PROBLEM DESCRIPTION:
The expected output is every entry that follows, reproduced exactly.

Saved entries:
────────────────
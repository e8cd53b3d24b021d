use crate::context::CliContext;
use crate::program::{self, BUCKET_NAME_OUTPUT};
use crate::sink::ConsoleSink;
use colored::Colorize;
use stackflow_cloud::{
    deploy, parse_assignment, qualify_key, ConfigValue, DeployError, DeployRequest, EXIT_OK,
};

/// Build the deploy request
///
/// A project file's configuration is written on every run, after which the
/// `-c` overrides apply. Without a project file the built-in defaults only
/// fill in keys the stack does not have yet.
fn build_request(ctx: &CliContext, overrides: &[String]) -> anyhow::Result<DeployRequest> {
    let mut request = DeployRequest::new(ctx.stack.clone());
    let from_file = ctx.project.path.is_some();
    for (key, value) in ctx.stack_config()?.iter() {
        request = if from_file {
            request.with_config(key.clone(), value.clone())
        } else {
            request.with_default(key.clone(), value.clone())
        };
    }
    for assignment in overrides {
        let (key, value) = parse_assignment(assignment)?;
        qualify_key(ctx.project_name(), &key)
            .map_err(|e| anyhow::anyhow!("Invalid --config {}: {}", assignment, e))?;
        request = request.with_config(key, ConfigValue::plain(value));
    }
    Ok(request)
}

/// Returns the process exit status
pub async fn handle(ctx: &CliContext, overrides: &[String]) -> anyhow::Result<i32> {
    ctx.print_header();
    println!();

    let request = build_request(ctx, overrides)?;
    let workspace = ctx.workspace();
    let mut sink = ConsoleSink;

    let result = tokio::select! {
        result = deploy(&workspace, &request, program::bucket_program(), &mut sink) => result,
        _ = tokio::signal::ctrl_c() => Err(DeployError::Cancelled),
    };

    match result {
        Ok(report) => {
            match report.update.outputs.get_string(BUCKET_NAME_OUTPUT) {
                Some(name) => println!("Bucket name: {}", name.cyan().bold()),
                None => println!("{}", "Bucket name: (not exported)".yellow()),
            }
            Ok(EXIT_OK)
        }
        Err(e) => {
            println!("{}", e.to_string().red().bold());
            Ok(e.exit_code())
        }
    }
}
────────────────
WORKED SOLUTION:
repository e8cd53b3d24b021d
use crate::context::CliContext;
use crate::program::{self, BUCKET_NAME_OUTPUT};
use crate::sink::ConsoleSink;
use colored::Colorize;
use stackflow_cloud::{
    deploy, parse_assignment, qualify_key, ConfigValue, DeployError, DeployRequest, EXIT_OK,
};

/// Build the deploy request
///
/// A project file's configuration is written on every run, after which the
/// `-c` overrides apply. Without a project file the built-in defaults only
/// fill in keys the stack does not have yet.
fn build_request(ctx: &CliContext, overrides: &[String]) -> anyhow::Result<DeployRequest> {
    let mut request = DeployRequest::new(ctx.stack.clone());
    let from_file = ctx.project.path.is_some();
    for (key, value) in ctx.stack_config()?.iter() {
        request = if from_file {
            request.with_config(key.clone(), value.clone())
        } else {
            request.with_default(key.clone(), value.clone())
        };
    }
    for assignment in overrides {
        let (key, value) = parse_assignment(assignment)?;
        qualify_key(ctx.project_name(), &key)
            .map_err(|e| anyhow::anyhow!("Invalid --config {}: {}", assignment, e))?;
        request = request.with_config(key, ConfigValue::plain(value));
    }
    Ok(request)
}

/// Returns the process exit status
pub async fn handle(ctx: &CliContext, overrides: &[String]) -> anyhow::Result<i32> {
    ctx.print_header();
    println!();

    let request = build_request(ctx, overrides)?;
    let workspace = ctx.workspace();
    let mut sink = ConsoleSink;

    let result = tokio::select! {
        result = deploy(&workspace, &request, program::bucket_program(), &mut sink) => result,
        _ = tokio::signal::ctrl_c() => Err(DeployError::Cancelled),
    };

    match result {
        Ok(report) => {
            match report.update.outputs.get_string(BUCKET_NAME_OUTPUT) {
                Some(name) => println!("Bucket name: {}", name.cyan().bold()),
                None => println!("{}", "Bucket name: (not exported)".yellow()),
            }
            Ok(EXIT_OK)
        }
        Err(e) => {
            println!("{}", e.to_string().red().bold());
            Ok(e.exit_code())
        }
    }
}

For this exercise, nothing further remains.